Nodal Points Digest #2: LLM personas, circles as esoteric interfaces, and the anxiety of writing
A few things that shaped how I’m seeing from last week. Some are projects/experiments I’m building, some things I read, some just collisions between ideas that I haven’t settled yet: my first attempt at LLM persona steering; research on circular interfaces since medieval times; making an interface for Bret Victor’s 391 references on one page; midjourney experiments; random books I picked up.
🧭Steering LLM personality with vectors, not prompts
I’ve been spending sometime with representation engineering, a mech interp sub-field [?] that asks: what if you could find “directions” inside an LLM’s internal activations that correspond to personality/mood, and then nudge the model along those directions at inference time? Without fine-tuning/re-training, that is.

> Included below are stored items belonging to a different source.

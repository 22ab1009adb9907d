//! Config command handler

use crate::application::ports::ConfigStore;
use crate::domain::config::AppConfig;
use crate::domain::error::ConfigError;
use crate::domain::recording::Duration;

use super::args::{is_valid_config_key, ConfigAction, VALID_CONFIG_KEYS};
use super::presenter::Presenter;

const NOT_SET: &str = "(not set)";

/// Handle config subcommand
pub async fn handle_config_command<S: ConfigStore>(
    action: ConfigAction,
    store: &S,
    presenter: &Presenter,
) -> Result<(), ConfigError> {
    match action {
        ConfigAction::Init => handle_init(store, presenter).await,
        ConfigAction::Set { key, value } => handle_set(store, presenter, &key, &value).await,
        ConfigAction::Get { key } => handle_get(store, presenter, &key).await,
        ConfigAction::List => handle_list(store, presenter).await,
        ConfigAction::Path => handle_path(store, presenter),
    }
}

async fn handle_init<S: ConfigStore>(store: &S, presenter: &Presenter) -> Result<(), ConfigError> {
    store.init().await?;
    presenter.success(&format!(
        "Config file created at: {}",
        store.path().display()
    ));
    Ok(())
}

fn check_key(key: &str) -> Result<(), ConfigError> {
    if is_valid_config_key(key) {
        Ok(())
    } else {
        Err(ConfigError::ValidationError {
            key: key.to_string(),
            message: format!("Unknown key. Valid keys: {}", VALID_CONFIG_KEYS.join(", ")),
        })
    }
}

async fn handle_set<S: ConfigStore>(
    store: &S,
    presenter: &Presenter,
    key: &str,
    value: &str,
) -> Result<(), ConfigError> {
    check_key(key)?;
    let mut config = store.load().await?;
    apply_value(&mut config, key, value)?;
    store.save(&config).await?;
    presenter.success(&format!("{} = {}", key, value));
    Ok(())
}

async fn handle_get<S: ConfigStore>(
    store: &S,
    presenter: &Presenter,
    key: &str,
) -> Result<(), ConfigError> {
    check_key(key)?;
    let config = store.load().await?;
    presenter.output(read_value(&config, key).as_deref().unwrap_or(NOT_SET));
    Ok(())
}

async fn handle_list<S: ConfigStore>(store: &S, presenter: &Presenter) -> Result<(), ConfigError> {
    let config = store.load().await?;
    for key in VALID_CONFIG_KEYS {
        presenter.key_value(key, read_value(&config, key).as_deref().unwrap_or(NOT_SET));
    }
    Ok(())
}

fn handle_path<S: ConfigStore>(store: &S, presenter: &Presenter) -> Result<(), ConfigError> {
    presenter.output(&store.path().to_string_lossy());
    Ok(())
}

/// Validate `value` for `key` and store it
fn apply_value(config: &mut AppConfig, key: &str, value: &str) -> Result<(), ConfigError> {
    match key {
        "transcode_timeout" => {
            value
                .parse::<Duration>()
                .map_err(|e| invalid(key, e.to_string()))?;
            config.transcode_timeout = Some(value.to_string());
        }
        "software_fallback" => config.software_fallback = Some(parse_bool_for(key, value)?),
        "release_camera" => config.release_camera = Some(parse_bool_for(key, value)?),
        "video.device" => config.video_mut().device = Some(parse_path_for(key, value)?),
        "video.width" => config.video_mut().width = Some(parse_positive(key, value)?),
        "video.height" => config.video_mut().height = Some(parse_positive(key, value)?),
        "video.fps" => config.video_mut().fps = Some(parse_positive(key, value)?),
        "storage.media_dir" => config.storage_mut().media_dir = Some(parse_path_for(key, value)?),
        "storage.usb_mount_point" => {
            config.storage_mut().usb_mount_point = Some(parse_path_for(key, value)?)
        }
        "storage.usb_device" => config.storage_mut().usb_device = Some(parse_path_for(key, value)?),
        "storage.auto_mount" => config.storage_mut().auto_mount = Some(parse_bool_for(key, value)?),
        _ => return Err(invalid(key, "Unknown key".to_string())),
    }
    Ok(())
}

fn read_value(config: &AppConfig, key: &str) -> Option<String> {
    let video = config.video.as_ref();
    let storage = config.storage.as_ref();
    match key {
        "transcode_timeout" => config.transcode_timeout.clone(),
        "software_fallback" => config.software_fallback.map(|b| b.to_string()),
        "release_camera" => config.release_camera.map(|b| b.to_string()),
        "video.device" => video.and_then(|v| v.device.clone()),
        "video.width" => video.and_then(|v| v.width).map(|n| n.to_string()),
        "video.height" => video.and_then(|v| v.height).map(|n| n.to_string()),
        "video.fps" => video.and_then(|v| v.fps).map(|n| n.to_string()),
        "storage.media_dir" => storage.and_then(|s| s.media_dir.clone()),
        "storage.usb_mount_point" => storage.and_then(|s| s.usb_mount_point.clone()),
        "storage.usb_device" => storage.and_then(|s| s.usb_device.clone()),
        "storage.auto_mount" => storage.and_then(|s| s.auto_mount).map(|b| b.to_string()),
        _ => None,
    }
}

fn invalid(key: &str, message: String) -> ConfigError {
    ConfigError::ValidationError {
        key: key.to_string(),
        message,
    }
}

fn parse_bool_for(key: &str, value: &str) -> Result<bool, ConfigError> {
    parse_bool(value).map_err(|_| invalid(key, "Value must be 'true' or 'false'".to_string()))
}

fn parse_positive(key: &str, value: &str) -> Result<u32, ConfigError> {
    match value.trim().parse::<u32>() {
        Ok(n) if n > 0 => Ok(n),
        _ => Err(invalid(key, "Value must be a positive integer".to_string())),
    }
}

fn parse_path_for(key: &str, value: &str) -> Result<String, ConfigError> {
    let value = value.trim();
    if value.starts_with('/') {
        Ok(value.to_string())
    } else {
        Err(invalid(key, "Value must be an absolute path".to_string()))
    }
}

/// Parse a boolean value
fn parse_bool(value: &str) -> Result<bool, ()> {
    match value.to_lowercase().as_str() {
        "true" | "yes" | "1" => Ok(true),
        "false" | "no" | "0" => Ok(false),
        _ => Err(()),
    }
}
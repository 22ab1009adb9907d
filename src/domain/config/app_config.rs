//! Application configuration value object

use std::path::{Path, PathBuf};

use serde::{Deserialize, Serialize};

use crate::domain::recording::Duration;

pub const DEFAULT_VIDEO_DEVICE: &str = "/dev/video0";
pub const DEFAULT_WIDTH: u32 = 1280;
pub const DEFAULT_HEIGHT: u32 = 720;
pub const DEFAULT_FPS: u32 = 30;
pub const DEFAULT_USB_MOUNT_POINT: &str = "/mnt/usb";
pub const DEFAULT_USB_DEVICE: &str = "/dev/sda1";

/// Camera device section.
#[derive(Debug, Clone, Default, Serialize, Deserialize)]
pub struct VideoConfig {
    pub device: Option<String>,
    pub width: Option<u32>,
    pub height: Option<u32>,
    pub fps: Option<u32>,
}

/// Media storage section.
#[derive(Debug, Clone, Default, Serialize, Deserialize)]
pub struct StorageConfig {
    pub media_dir: Option<String>,
    pub usb_mount_point: Option<String>,
    pub usb_device: Option<String>,
    pub auto_mount: Option<bool>,
}

/// Resolved camera parameters handed to backends
#[derive(Debug, Clone, PartialEq, Eq)]
pub struct CameraSettings {
    pub device: PathBuf,
    pub width: u32,
    pub height: u32,
    pub fps: u32,
}

impl Default for CameraSettings {
    fn default() -> Self {
        Self {
            device: PathBuf::from(DEFAULT_VIDEO_DEVICE),
            width: DEFAULT_WIDTH,
            height: DEFAULT_HEIGHT,
            fps: DEFAULT_FPS,
        }
    }
}

/// Resolved storage parameters
#[derive(Debug, Clone, PartialEq, Eq)]
pub struct StorageSettings {
    pub media_dir: PathBuf,
    pub usb_mount_point: PathBuf,
    pub usb_device: PathBuf,
    pub auto_mount: bool,
}

/// Application configuration.
/// All fields are optional to support partial configs and merging.
#[derive(Debug, Clone, Default, Serialize, Deserialize)]
pub struct AppConfig {
    pub transcode_timeout: Option<String>,
    pub software_fallback: Option<bool>,
    pub release_camera: Option<bool>,
    pub video: Option<VideoConfig>,
    pub storage: Option<StorageConfig>,
}

impl AppConfig {
    /// Create config with default values
    pub fn defaults() -> Self {
        Self {
            transcode_timeout: Some("60s".to_string()),
            software_fallback: Some(true),
            release_camera: Some(false),
            video: Some(VideoConfig {
                device: Some(DEFAULT_VIDEO_DEVICE.to_string()),
                width: Some(DEFAULT_WIDTH),
                height: Some(DEFAULT_HEIGHT),
                fps: Some(DEFAULT_FPS),
            }),
            storage: Some(StorageConfig {
                media_dir: None,
                usb_mount_point: Some(DEFAULT_USB_MOUNT_POINT.to_string()),
                usb_device: Some(DEFAULT_USB_DEVICE.to_string()),
                auto_mount: Some(false),
            }),
        }
    }

    /// Create an empty config (all None)
    pub fn empty() -> Self {
        Self::default()
    }

    /// Merge this config with another, where other takes precedence.
    /// Only non-None values from other will override this.
    pub fn merge(self, other: Self) -> Self {
        Self {
            transcode_timeout: other.transcode_timeout.or(self.transcode_timeout),
            software_fallback: other.software_fallback.or(self.software_fallback),
            release_camera: other.release_camera.or(self.release_camera),
            video: Self::merge_video(self.video, other.video),
            storage: Self::merge_storage(self.storage, other.storage),
        }
    }

    fn merge_video(base: Option<VideoConfig>, other: Option<VideoConfig>) -> Option<VideoConfig> {
        match (base, other) {
            (None, None) => None,
            (Some(b), None) => Some(b),
            (None, Some(o)) => Some(o),
            (Some(b), Some(o)) => Some(VideoConfig {
                device: o.device.or(b.device),
                width: o.width.or(b.width),
                height: o.height.or(b.height),
                fps: o.fps.or(b.fps),
            }),
        }
    }

    fn merge_storage(
        base: Option<StorageConfig>,
        other: Option<StorageConfig>,
    ) -> Option<StorageConfig> {
        match (base, other) {
            (None, None) => None,
            (Some(b), None) => Some(b),
            (None, Some(o)) => Some(o),
            (Some(b), Some(o)) => Some(StorageConfig {
                media_dir: o.media_dir.or(b.media_dir),
                usb_mount_point: o.usb_mount_point.or(b.usb_mount_point),
                usb_device: o.usb_device.or(b.usb_device),
                auto_mount: o.auto_mount.or(b.auto_mount),
            }),
        }
    }

    /// Mutable access to the video section, creating it if absent
    pub fn video_mut(&mut self) -> &mut VideoConfig {
        self.video.get_or_insert_with(VideoConfig::default)
    }

    /// Mutable access to the storage section, creating it if absent
    pub fn storage_mut(&mut self) -> &mut StorageConfig {
        self.storage.get_or_insert_with(StorageConfig::default)
    }

    /// Get transcode timeout, or 60s if not set/invalid
    pub fn transcode_timeout_or_default(&self) -> Duration {
        self.transcode_timeout
            .as_ref()
            .and_then(|s| s.parse().ok())
            .unwrap_or_else(Duration::default_transcode_timeout)
    }

    /// Get software fallback setting, or true if not set
    pub fn software_fallback_or_default(&self) -> bool {
        self.software_fallback.unwrap_or(true)
    }

    /// Get release camera setting, or false if not set
    pub fn release_camera_or_default(&self) -> bool {
        self.release_camera.unwrap_or(false)
    }

    /// Resolve camera parameters. Zero dimensions or rates fall back to defaults.
    pub fn camera_settings(&self) -> CameraSettings {
        let defaults = CameraSettings::default();
        let video = self.video.clone().unwrap_or_default();
        CameraSettings {
            device: video.device.map(PathBuf::from).unwrap_or(defaults.device),
            width: video.width.filter(|w| *w > 0).unwrap_or(defaults.width),
            height: video.height.filter(|h| *h > 0).unwrap_or(defaults.height),
            fps: video.fps.filter(|f| *f > 0).unwrap_or(defaults.fps),
        }
    }

    /// Resolve storage parameters, using `default_media_dir` when unset
    pub fn storage_settings(&self, default_media_dir: &Path) -> StorageSettings {
        let storage = self.storage.clone().unwrap_or_default();
        StorageSettings {
            media_dir: storage
                .media_dir
                .map(PathBuf::from)
                .unwrap_or_else(|| default_media_dir.to_path_buf()),
            usb_mount_point: PathBuf::from(
                storage
                    .usb_mount_point
                    .as_deref()
                    .unwrap_or(DEFAULT_USB_MOUNT_POINT),
            ),
            usb_device: PathBuf::from(
                storage.usb_device.as_deref().unwrap_or(DEFAULT_USB_DEVICE),
            ),
            auto_mount: storage.auto_mount.unwrap_or(false),
        }
    }
}

#[cfg(test)]
mod tests {
    use super::*;

    #[test]
    fn defaults_have_expected_values() {
        let config = AppConfig::defaults();
        assert_eq!(config.transcode_timeout, Some("60s".to_string()));
        assert_eq!(config.software_fallback, Some(true));
        assert_eq!(config.release_camera, Some(false));

        let video = config.video.as_ref().unwrap();
        assert_eq!(video.device.as_deref(), Some("/dev/video0"));
        assert_eq!(video.width, Some(1280));
        assert_eq!(video.height, Some(720));
        assert_eq!(video.fps, Some(30));

        let storage = config.storage.as_ref().unwrap();
        assert!(storage.media_dir.is_none());
        assert_eq!(storage.usb_mount_point.as_deref(), Some("/mnt/usb"));
        assert_eq!(storage.auto_mount, Some(false));
    }

    #[test]
    fn empty_has_all_none() {
        let config = AppConfig::empty();
        assert!(config.transcode_timeout.is_none());
        assert!(config.software_fallback.is_none());
        assert!(config.video.is_none());
        assert!(config.storage.is_none());
    }

    #[test]
    fn merge_other_takes_precedence() {
        let base = AppConfig {
            transcode_timeout: Some("30s".to_string()),
            software_fallback: Some(true),
            ..Default::default()
        };
        let other = AppConfig {
            transcode_timeout: None,
            software_fallback: Some(false),
            ..Default::default()
        };

        let merged = base.merge(other);
        assert_eq!(merged.transcode_timeout, Some("30s".to_string()));
        assert_eq!(merged.software_fallback, Some(false));
    }

    #[test]
    fn merge_video_fields_individually() {
        let base = AppConfig {
            video: Some(VideoConfig {
                device: Some("/dev/video0".to_string()),
                width: Some(1280),
                ..Default::default()
            }),
            ..Default::default()
        };
        let other = AppConfig {
            video: Some(VideoConfig {
                width: Some(640),
                fps: Some(15),
                ..Default::default()
            }),
            ..Default::default()
        };

        let settings = base.merge(other).camera_settings();
        assert_eq!(settings.device, PathBuf::from("/dev/video0"));
        assert_eq!(settings.width, 640);
        assert_eq!(settings.height, DEFAULT_HEIGHT);
        assert_eq!(settings.fps, 15);
    }

    #[test]
    fn merge_storage_preserves_base() {
        let base = AppConfig {
            storage: Some(StorageConfig {
                media_dir: Some("/srv/media".to_string()),
                ..Default::default()
            }),
            ..Default::default()
        };
        let merged = base.merge(AppConfig::empty());
        let settings = merged.storage_settings(Path::new("/unused"));
        assert_eq!(settings.media_dir, PathBuf::from("/srv/media"));
    }

    #[test]
    fn camera_settings_zero_falls_back() {
        let config = AppConfig {
            video: Some(VideoConfig {
                fps: Some(0),
                width: Some(0),
                ..Default::default()
            }),
            ..Default::default()
        };
        let settings = config.camera_settings();
        assert_eq!(settings.fps, DEFAULT_FPS);
        assert_eq!(settings.width, DEFAULT_WIDTH);
    }

    #[test]
    fn storage_settings_uses_fallback_media_dir() {
        let settings = AppConfig::empty().storage_settings(Path::new("/var/lib/skycam"));
        assert_eq!(settings.media_dir, PathBuf::from("/var/lib/skycam"));
        assert_eq!(settings.usb_mount_point, PathBuf::from("/mnt/usb"));
        assert_eq!(settings.usb_device, PathBuf::from("/dev/sda1"));
        assert!(!settings.auto_mount);
    }

    #[test]
    fn transcode_timeout_or_default_parses() {
        let config = AppConfig {
            transcode_timeout: Some("2m".to_string()),
            ..Default::default()
        };
        assert_eq!(config.transcode_timeout_or_default().as_secs(), 120);
    }

    #[test]
    fn transcode_timeout_or_default_uses_default_on_invalid() {
        let config = AppConfig {
            transcode_timeout: Some("soon".to_string()),
            ..Default::default()
        };
        assert_eq!(config.transcode_timeout_or_default().as_secs(), 60);
    }

    #[test]
    fn boolean_defaults() {
        let config = AppConfig::empty();
        assert!(config.software_fallback_or_default());
        assert!(!config.release_camera_or_default());
    }

    #[test]
    fn section_accessors_create_missing_sections() {
        let mut config = AppConfig::empty();
        config.video_mut().fps = Some(24);
        config.storage_mut().auto_mount = Some(true);
        assert_eq!(config.camera_settings().fps, 24);
        assert!(config.storage_settings(Path::new("/m")).auto_mount);
    }
}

The foundational idea comes from the Representation Engineering paper (Zou et al., 2023), which showed that concepts like honesty, fairness, and harmlessness correspond to linear directions you can extract and manipulate. Theia Vogel made this very accessible with the repeng library and a wonderful blog post that walks through training vectors for things like happiness and creativity. More recently, Lu et al.’s the Assistant Axis mapped out a full “persona space” using 275 character archetypes, and found that the main dimension separating different personas captures a spectrum from “assistant-like” to “role-playing.”